Records contained in a dataset:
Start of Block

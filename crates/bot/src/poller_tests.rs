// SPDX-License-Identifier: BUSL-1.1
// Copyright (c) 2026 Alfred Jean LLC

use crate::pane::{PaneView, PromptKind, PromptView};

use super::{transition, PollAction, PollState};

fn prompt(content: &str) -> PaneView {
    PaneView::Prompt(PromptView { kind: PromptKind::Permission, content: content.to_owned() })
}

#[test]
fn idle_to_status_sends_an_update() {
    let (next, actions) = transition(&PollState::Idle, PaneView::Status("Thinking…".into()));
    assert_eq!(next, PollState::Status("Thinking…".into()));
    assert_eq!(actions, vec![PollAction::SendStatus("Thinking…".into())]);
}

#[test]
fn unchanged_status_is_quiet() {
    let prev = PollState::Status("Thinking…".into());
    let (_, actions) = transition(&prev, PaneView::Status("Thinking…".into()));
    assert!(actions.is_empty());
}

#[test]
fn changed_status_reissues() {
    let prev = PollState::Status("Reading…".into());
    let (_, actions) = transition(&prev, PaneView::Status("Writing…".into()));
    assert_eq!(actions, vec![PollAction::SendStatus("Writing…".into())]);
}

#[test]
fn status_to_idle_clears() {
    let prev = PollState::Status("Thinking…".into());
    let (next, actions) = transition(&prev, PaneView::Idle);
    assert_eq!(next, PollState::Idle);
    assert_eq!(actions, vec![PollAction::ClearStatus]);
}

#[test]
fn idle_stays_quiet() {
    let (_, actions) = transition(&PollState::Idle, PaneView::Idle);
    assert!(actions.is_empty());
}

#[test]
fn prompt_clears_status_and_announces_once() {
    let prev = PollState::Status("Thinking…".into());
    let (next, actions) = transition(&prev, prompt("1. Yes\n2. No"));
    assert_eq!(next, PollState::Prompt("1. Yes\n2. No".into()));
    assert_eq!(
        actions,
        vec![PollAction::ClearStatus, PollAction::AnnouncePrompt("1. Yes\n2. No".into())]
    );

    // Same dialog on the next tick: silence.
    let (_, actions) = transition(&next, prompt("1. Yes\n2. No"));
    assert!(actions.is_empty());
}

#[test]
fn status_updates_are_suppressed_while_prompting() {
    // The pane shows a prompt; a stale status line underneath must not leak.
    let prev = PollState::Prompt("1. Yes".into());
    let (next, actions) = transition(&prev, prompt("1. Yes"));
    assert_eq!(next, prev);
    assert!(actions.is_empty());
}

#[test]
fn leaving_a_prompt_for_work_resumes_status() {
    let prev = PollState::Prompt("1. Yes".into());
    let (_, actions) = transition(&prev, PaneView::Status("Running…".into()));
    assert_eq!(actions, vec![PollAction::SendStatus("Running…".into())]);
}
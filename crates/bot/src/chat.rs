// SPDX-License-Identifier: BUSL-1.1
// Copyright (c) 2026 Alfred Jean LLC

//! Chat platform contract.
//!
//! The delivery pipeline talks to the platform through this object-safe
//! trait; the production implementation lives in [`crate::telegram`], tests
//! substitute a recording fake. Three operations cover everything the bridge
//! does: send into a topic, edit in place, delete.

use std::future::Future;
use std::pin::Pin;

use crate::event::{ContentType, NewMessage};

pub type TransportFuture<'a, T> =
    Pin<Box<dyn Future<Output = anyhow::Result<T>> + Send + 'a>>;

pub trait ChatTransport: Send + Sync {
    /// Send a message into a topic, returning the platform message id.
    fn send(&self, chat_id: i64, topic_id: i32, text: String) -> TransportFuture<'_, i32>;

    /// Replace a previously sent message's text.
    fn edit(&self, chat_id: i64, message_id: i32, text: String) -> TransportFuture<'_, ()>;

    /// Delete a previously sent message.
    fn delete(&self, chat_id: i64, message_id: i32) -> TransportFuture<'_, ()>;
}

/// Render a monitor event for the chat platform.
///
/// Tool-call headers arrive already formatted by the parser; this adds the
/// per-type dressing: thinking becomes an expandable quote, local commands
/// are shown as code, tool errors get a warning marker.
pub fn render_message(msg: &NewMessage) -> String {
    match msg.content_type {
        ContentType::Thinking => expandable_quote(&msg.text),
        ContentType::LocalCommand => format!("`{}`", msg.text),
        ContentType::ToolError => format!("⚠️ {}", msg.text),
        ContentType::ToolResult => format!("→ {}", msg.text),
        ContentType::Text
        | ContentType::ToolUse
        | ContentType::User
        | ContentType::InteractivePrompt => msg.text.clone(),
    }
}

/// MarkdownV2 expandable blockquote.
fn expandable_quote(text: &str) -> String {
    let mut quoted = String::from("**>");
    let mut lines = text.lines();
    if let Some(first) = lines.next() {
        quoted.push_str(first);
    }
    for line in lines {
        quoted.push_str("\n>");
        quoted.push_str(line);
    }
    quoted.push_str("||");
    quoted
}

#[cfg(test)]
#[path = "chat_tests.rs"]
mod tests;
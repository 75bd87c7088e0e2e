// SPDX-License-Identifier: BUSL-1.1
// Copyright (c) 2026 Alfred Jean LLC

//! Persistent byte offsets for tracked transcripts.
//!
//! One row per agent session the monitor is tailing. Offsets only matter for
//! restart behavior: nothing already delivered is ever replayed. Mutations
//! mark the store dirty; the monitor flushes once at the end of each tick so
//! a burst of lines costs one rewrite.

use std::collections::HashMap;
use std::path::{Path, PathBuf};

use serde::{Deserialize, Serialize};

/// A session the monitor watches, with its tail position.
#[derive(Debug, Clone, PartialEq, Eq, Serialize, Deserialize)]
pub struct TrackedSession {
    pub session_id: String,
    pub file_path: PathBuf,
    pub last_byte_offset: u64,
}

#[derive(Debug, Default, Serialize, Deserialize)]
struct OffsetFile {
    sessions: HashMap<String, TrackedSession>,
}

/// The offset store backing `monitor_state.json`.
#[derive(Debug)]
pub struct OffsetStore {
    path: PathBuf,
    sessions: HashMap<String, TrackedSession>,
    dirty: bool,
}

impl OffsetStore {
    /// Load the store; a missing file starts empty.
    pub fn load(path: PathBuf) -> anyhow::Result<Self> {
        let file: OffsetFile = crate::persist::read_json(&path)?.unwrap_or_default();
        Ok(Self { path, sessions: file.sessions, dirty: false })
    }

    pub fn get(&self, session_id: &str) -> Option<&TrackedSession> {
        self.sessions.get(session_id)
    }

    pub fn offset(&self, session_id: &str) -> Option<u64> {
        self.sessions.get(session_id).map(|s| s.last_byte_offset)
    }

    pub fn session_ids(&self) -> Vec<String> {
        self.sessions.keys().cloned().collect()
    }

    pub fn contains(&self, session_id: &str) -> bool {
        self.sessions.contains_key(session_id)
    }

    /// Begin tracking a session at the given offset. Replaces any existing
    /// row for the same id.
    pub fn track(&mut self, session_id: &str, file_path: PathBuf, offset: u64) {
        self.sessions.insert(
            session_id.to_owned(),
            TrackedSession {
                session_id: session_id.to_owned(),
                file_path,
                last_byte_offset: offset,
            },
        );
        self.dirty = true;
    }

    /// Drop a session's row entirely (rotation or disappearance).
    pub fn remove(&mut self, session_id: &str) -> Option<TrackedSession> {
        let removed = self.sessions.remove(session_id);
        if removed.is_some() {
            self.dirty = true;
        }
        removed
    }

    /// Move a session's offset. Backward moves are allowed only as a reset
    /// to zero (file truncation); other regressions are ignored.
    pub fn set_offset(&mut self, session_id: &str, offset: u64) {
        if let Some(row) = self.sessions.get_mut(session_id) {
            if offset >= row.last_byte_offset || offset == 0 {
                if row.last_byte_offset != offset {
                    row.last_byte_offset = offset;
                    self.dirty = true;
                }
            }
        }
    }

    /// Persist if any mutation happened since the last flush.
    pub fn flush_if_dirty(&mut self) -> anyhow::Result<()> {
        if !self.dirty {
            return Ok(());
        }
        let file = OffsetFile { sessions: self.sessions.clone() };
        crate::persist::write_json(&self.path, &file)?;
        self.dirty = false;
        Ok(())
    }
}

#[cfg(test)]
#[path = "offsets_tests.rs"]
mod tests;
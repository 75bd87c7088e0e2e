// SPDX-License-Identifier: BUSL-1.1
// Copyright (c) 2026 Alfred Jean LLC

use std::collections::HashMap;

use crate::mux::WindowInfo;
use crate::session_map::{SessionMap, SessionMapEntry};

use super::Hub;

fn window(id: &str, name: &str) -> WindowInfo {
    WindowInfo {
        window_id: id.to_owned(),
        name: name.to_owned(),
        cwd: format!("/tmp/{name}"),
        pane_command: "claude".to_owned(),
    }
}

fn hub_in(dir: &tempfile::TempDir) -> anyhow::Result<Hub> {
    Hub::load(dir.path().join("state.json"))
}

#[test]
fn bind_resolve_unbind_round_trip() -> anyhow::Result<()> {
    let dir = tempfile::tempdir()?;
    let hub = hub_in(&dir)?;

    hub.bind(42, 7, &window("@3", "proj"), -100123)?;
    assert_eq!(hub.resolve_topic(42, 7).as_deref(), Some("@3"));
    assert_eq!(hub.topic_for(42, "@3"), Some(7));
    assert_eq!(hub.chat_for(42, 7), Some(-100123));

    assert_eq!(hub.unbind(42, 7)?.as_deref(), Some("@3"));
    assert_eq!(hub.resolve_topic(42, 7), None);
    assert_eq!(hub.topic_for(42, "@3"), None);
    Ok(())
}

#[test]
fn a_window_binds_to_at_most_one_topic() -> anyhow::Result<()> {
    let dir = tempfile::tempdir()?;
    let hub = hub_in(&dir)?;

    hub.bind(42, 7, &window("@3", "proj"), -1)?;
    let err = hub.bind(42, 8, &window("@3", "proj"), -1);
    assert!(err.is_err());

    // Re-binding the same pair to the same window is idempotent.
    assert!(hub.bind(42, 7, &window("@3", "proj"), -1).is_ok());
    Ok(())
}

#[test]
fn a_topic_binds_to_at_most_one_window() -> anyhow::Result<()> {
    let dir = tempfile::tempdir()?;
    let hub = hub_in(&dir)?;

    hub.bind(42, 7, &window("@3", "proj"), -1)?;
    assert!(hub.bind(42, 7, &window("@5", "other"), -1).is_err());
    Ok(())
}

#[test]
fn bindings_survive_reload() -> anyhow::Result<()> {
    let dir = tempfile::tempdir()?;
    {
        let hub = hub_in(&dir)?;
        hub.bind(42, 7, &window("@3", "proj"), -100)?;
        hub.advance_cursor(42, "@3", 512);
    }
    let hub = hub_in(&dir)?;
    assert_eq!(hub.resolve_topic(42, 7).as_deref(), Some("@3"));
    assert_eq!(hub.topic_for(42, "@3"), Some(7));
    assert_eq!(hub.cursor(42, "@3"), 512);
    Ok(())
}

#[test]
fn cursor_is_monotonic() -> anyhow::Result<()> {
    let dir = tempfile::tempdir()?;
    let hub = hub_in(&dir)?;
    hub.bind(1, 1, &window("@1", "w"), -1)?;

    hub.advance_cursor(1, "@1", 100);
    hub.advance_cursor(1, "@1", 40);
    assert_eq!(hub.cursor(1, "@1"), 100);
    hub.advance_cursor(1, "@1", 101);
    assert_eq!(hub.cursor(1, "@1"), 101);
    Ok(())
}

#[test]
fn unbind_clears_the_cursor() -> anyhow::Result<()> {
    let dir = tempfile::tempdir()?;
    let hub = hub_in(&dir)?;
    hub.bind(1, 1, &window("@1", "w"), -1)?;
    hub.advance_cursor(1, "@1", 64);

    hub.unbind(1, 1)?;
    assert_eq!(hub.cursor(1, "@1"), 0);
    Ok(())
}

#[test]
fn subscribers_resolve_through_the_session_map() -> anyhow::Result<()> {
    let dir = tempfile::tempdir()?;
    let hub = hub_in(&dir)?;
    hub.bind(42, 7, &window("@3", "proj"), -100)?;
    hub.bind(99, 2, &window("@5", "other"), -200)?;

    let mut entries = HashMap::new();
    entries.insert(
        "ccbot:@3".to_owned(),
        SessionMapEntry {
            session_id: "sess-a".to_owned(),
            cwd: "/tmp/proj".to_owned(),
            window_name: "proj".to_owned(),
        },
    );
    let map = SessionMap::from_entries(entries);

    let subs = hub.find_subscribers(&map, "ccbot", "sess-a");
    assert_eq!(subs.len(), 1);
    assert_eq!(subs[0].user_id, 42);
    assert_eq!(subs[0].topic_id, 7);
    assert_eq!(subs[0].chat_id, -100);
    assert_eq!(subs[0].window_id, "@3");

    assert!(hub.find_subscribers(&map, "ccbot", "sess-unknown").is_empty());
    Ok(())
}

#[test]
fn stale_ids_rebind_by_display_name() -> anyhow::Result<()> {
    let dir = tempfile::tempdir()?;
    let hub = hub_in(&dir)?;
    hub.bind(42, 7, &window("@3", "proj"), -100)?;
    hub.advance_cursor(42, "@3", 256);

    // tmux restarted: same window name, new id.
    let live = vec![window("@11", "proj")];
    hub.resolve_stale_ids(&live)?;

    assert_eq!(hub.resolve_topic(42, 7).as_deref(), Some("@11"));
    assert_eq!(hub.topic_for(42, "@11"), Some(7));
    assert_eq!(hub.topic_for(42, "@3"), None);
    assert_eq!(hub.cursor(42, "@11"), 256);
    Ok(())
}

#[test]
fn stale_ids_drop_unmatched_bindings() -> anyhow::Result<()> {
    let dir = tempfile::tempdir()?;
    let hub = hub_in(&dir)?;
    hub.bind(42, 7, &window("@3", "proj"), -100)?;

    hub.resolve_stale_ids(&[window("@11", "unrelated")])?;
    assert_eq!(hub.resolve_topic(42, 7), None);
    assert!(hub.bound_windows().is_empty());
    Ok(())
}

#[test]
fn stale_id_resolution_is_idempotent() -> anyhow::Result<()> {
    let dir = tempfile::tempdir()?;
    let hub = hub_in(&dir)?;
    hub.bind(42, 7, &window("@3", "proj"), -100)?;
    hub.bind(42, 9, &window("@4", "gone"), -100)?;

    let live = vec![window("@11", "proj"), window("@12", "spare")];
    hub.resolve_stale_ids(&live)?;
    let first = hub.bound_windows();

    hub.resolve_stale_ids(&live)?;
    assert_eq!(hub.bound_windows(), first);
    assert_eq!(hub.resolve_topic(42, 7).as_deref(), Some("@11"));
    assert_eq!(hub.resolve_topic(42, 9), None);
    Ok(())
}

#[test]
fn duplicate_display_names_first_match_wins() -> anyhow::Result<()> {
    let dir = tempfile::tempdir()?;
    let hub = hub_in(&dir)?;
    hub.bind(1, 1, &window("@3", "proj"), -1)?;
    hub.bind(1, 2, &window("@4", "proj"), -1)?;

    // Two live windows named "proj": both bindings match the first one;
    // the loser is dropped rather than handed the spare.
    let live = vec![window("@20", "proj"), window("@21", "proj")];
    hub.resolve_stale_ids(&live)?;

    assert_eq!(hub.resolve_topic(1, 1).as_deref(), Some("@20"));
    assert_eq!(hub.resolve_topic(1, 2), None);
    Ok(())
}
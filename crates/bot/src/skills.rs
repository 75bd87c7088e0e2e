// SPDX-License-Identifier: BUSL-1.1
// Copyright (c) 2026 Alfred Jean LLC

//! Skill aliases — telegram-safe names for the agent's native slash commands.
//!
//! Telegram command names cannot contain `:` or `-`, so `/gsd:progress`
//! becomes the alias `gsd_progress`. The table lives in `skills.json` and is
//! (re)generated by `ccbot sync <project_dir>`, which scans the project's
//! `.claude/commands/` tree for command files with YAML frontmatter.

use std::collections::HashMap;
use std::path::{Path, PathBuf};

use serde::{Deserialize, Serialize};
use tracing::warn;

/// Commands the bridge handles itself; aliases may not shadow these.
pub const NATIVE_COMMANDS: &[&str] =
    &["start", "history", "resume", "screenshot", "esc", "use", "new"];

/// One alias row in `skills.json`.
#[derive(Debug, Clone, PartialEq, Eq, Serialize, Deserialize)]
pub struct SkillEntry {
    /// The native slash command, e.g. `/gsd:progress`.
    pub command: String,
    pub description: String,
}

/// The loaded alias table.
#[derive(Debug, Default)]
pub struct Skills {
    entries: HashMap<String, SkillEntry>,
}

impl Skills {
    /// Load `skills.json`; a missing file is an empty table. Rows with
    /// invalid or shadowing names are dropped with a warning rather than
    /// poisoning the whole table.
    pub fn load(path: &Path) -> anyhow::Result<Self> {
        let raw: HashMap<String, SkillEntry> =
            crate::persist::read_json(path)?.unwrap_or_default();
        let mut entries = HashMap::new();
        for (name, entry) in raw {
            if !is_valid_name(&name) {
                warn!(name, "skipping skill with invalid name");
                continue;
            }
            if NATIVE_COMMANDS.contains(&name.as_str()) {
                warn!(name, "skipping skill that shadows a native command");
                continue;
            }
            entries.insert(name, entry);
        }
        Ok(Self { entries })
    }

    /// Resolve an alias to its native command.
    pub fn translate(&self, name: &str) -> Option<&SkillEntry> {
        self.entries.get(name)
    }

    pub fn len(&self) -> usize {
        self.entries.len()
    }

    pub fn is_empty(&self) -> bool {
        self.entries.is_empty()
    }
}

/// `[a-z][a-z0-9_]{0,31}`.
pub fn is_valid_name(name: &str) -> bool {
    let mut chars = name.chars();
    let Some(first) = chars.next() else {
        return false;
    };
    first.is_ascii_lowercase()
        && name.len() <= 32
        && chars.all(|c| c.is_ascii_lowercase() || c.is_ascii_digit() || c == '_')
}

/// YAML frontmatter of a command file.
#[derive(Debug, Deserialize)]
struct CommandMeta {
    #[serde(default)]
    description: String,
}

/// Scan `<project_dir>/.claude/commands/` and write the alias table.
///
/// A top-level `foo.md` maps to `/foo`; one directory of nesting maps to a
/// namespaced command, `gsd/progress.md` → `/gsd:progress` with alias
/// `gsd_progress`. Returns the number of rows written.
pub fn sync(project_dir: &Path, out_path: &Path) -> anyhow::Result<usize> {
    let commands_dir = project_dir.join(".claude").join("commands");
    if !commands_dir.is_dir() {
        anyhow::bail!("no commands directory at {}", commands_dir.display());
    }

    let mut entries: HashMap<String, SkillEntry> = HashMap::new();
    for (native, file) in command_files(&commands_dir)? {
        let alias = alias_for(&native);
        if !is_valid_name(&alias) {
            warn!(native, alias, "skipping command: alias not telegram-safe");
            continue;
        }
        if NATIVE_COMMANDS.contains(&alias.as_str()) {
            warn!(native, alias, "skipping command: alias shadows a native command");
            continue;
        }

        let contents = std::fs::read_to_string(&file)?;
        let description = parse_frontmatter(&contents)
            .map(|m| m.description)
            .unwrap_or_default();
        entries.insert(alias, SkillEntry { command: format!("/{native}"), description });
    }

    crate::persist::write_json(out_path, &entries)?;
    Ok(entries.len())
}

/// Collect `(native_name, path)` pairs, descending one directory level.
fn command_files(dir: &Path) -> anyhow::Result<Vec<(String, PathBuf)>> {
    let mut found = Vec::new();
    for entry in std::fs::read_dir(dir)? {
        let entry = entry?;
        let path = entry.path();
        if path.is_dir() {
            let Some(ns) = path.file_name().and_then(|n| n.to_str()).map(str::to_owned)
            else {
                continue;
            };
            for nested in std::fs::read_dir(&path)? {
                let nested = nested?.path();
                if let Some(stem) = md_stem(&nested) {
                    found.push((format!("{ns}:{stem}"), nested));
                }
            }
        } else if let Some(stem) = md_stem(&path) {
            found.push((stem, path));
        }
    }
    found.sort();
    Ok(found)
}

fn md_stem(path: &Path) -> Option<String> {
    if path.extension().and_then(|e| e.to_str()) != Some("md") {
        return None;
    }
    path.file_stem().and_then(|s| s.to_str()).map(str::to_owned)
}

/// Derive the telegram-safe alias from a native command name.
fn alias_for(native: &str) -> String {
    native
        .to_lowercase()
        .chars()
        .map(|c| if c.is_ascii_lowercase() || c.is_ascii_digit() { c } else { '_' })
        .collect()
}

/// Extract the YAML block between `---` delimiters, if present.
fn parse_frontmatter(contents: &str) -> Option<CommandMeta> {
    let rest = contents.strip_prefix("---")?;
    let end = rest.find("\n---")?;
    serde_yaml::from_str(&rest[..end]).ok()
}

#[cfg(test)]
#[path = "skills_tests.rs"]
mod tests;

End of Block

__Problem requirements__
The entries above hold the needed span. Transcribe exactly the lines from the one with "pub fn sync(project_dir: &Path, out_path: &Path)" to the one with "native command name.", both included.

__Problem solution__
pub fn sync(project_dir: &Path, out_path: &Path) -> anyhow::Result<usize> {
    let commands_dir = project_dir.join(".claude").join("commands");
    if !commands_dir.is_dir() {
        anyhow::bail!("no commands directory at {}", commands_dir.display());
    }

    let mut entries: HashMap<String, SkillEntry> = HashMap::new();
    for (native, file) in command_files(&commands_dir)? {
        let alias = alias_for(&native);
        if !is_valid_name(&alias) {
            warn!(native, alias, "skipping command: alias not telegram-safe");
            continue;
        }
        if NATIVE_COMMANDS.contains(&alias.as_str()) {
            warn!(native, alias, "skipping command: alias shadows a native command");
            continue;
        }

        let contents = std::fs::read_to_string(&file)?;
        let description = parse_frontmatter(&contents)
            .map(|m| m.description)
            .unwrap_or_default();
        entries.insert(alias, SkillEntry { command: format!("/{native}"), description });
    }

    crate::persist::write_json(out_path, &entries)?;
    Ok(entries.len())
}

/// Collect `(native_name, path)` pairs, descending one directory level.
fn command_files(dir: &Path) -> anyhow::Result<Vec<(String, PathBuf)>> {
    let mut found = Vec::new();
    for entry in std::fs::read_dir(dir)? {
        let entry = entry?;
        let path = entry.path();
        if path.is_dir() {
            let Some(ns) = path.file_name().and_then(|n| n.to_str()).map(str::to_owned)
            else {
                continue;
            };
            for nested in std::fs::read_dir(&path)? {
                let nested = nested?.path();
                if let Some(stem) = md_stem(&nested) {
                    found.push((format!("{ns}:{stem}"), nested));
                }
            }
        } else if let Some(stem) = md_stem(&path) {
            found.push((stem, path));
        }
    }
    found.sort();
    Ok(found)
}

fn md_stem(path: &Path) -> Option<String> {
    if path.extension().and_then(|e| e.to_str()) != Some("md") {
        return None;
    }
    path.file_stem().and_then(|s| s.to_str()).map(str::to_owned)
}

/// Derive the telegram-safe alias from a native command name.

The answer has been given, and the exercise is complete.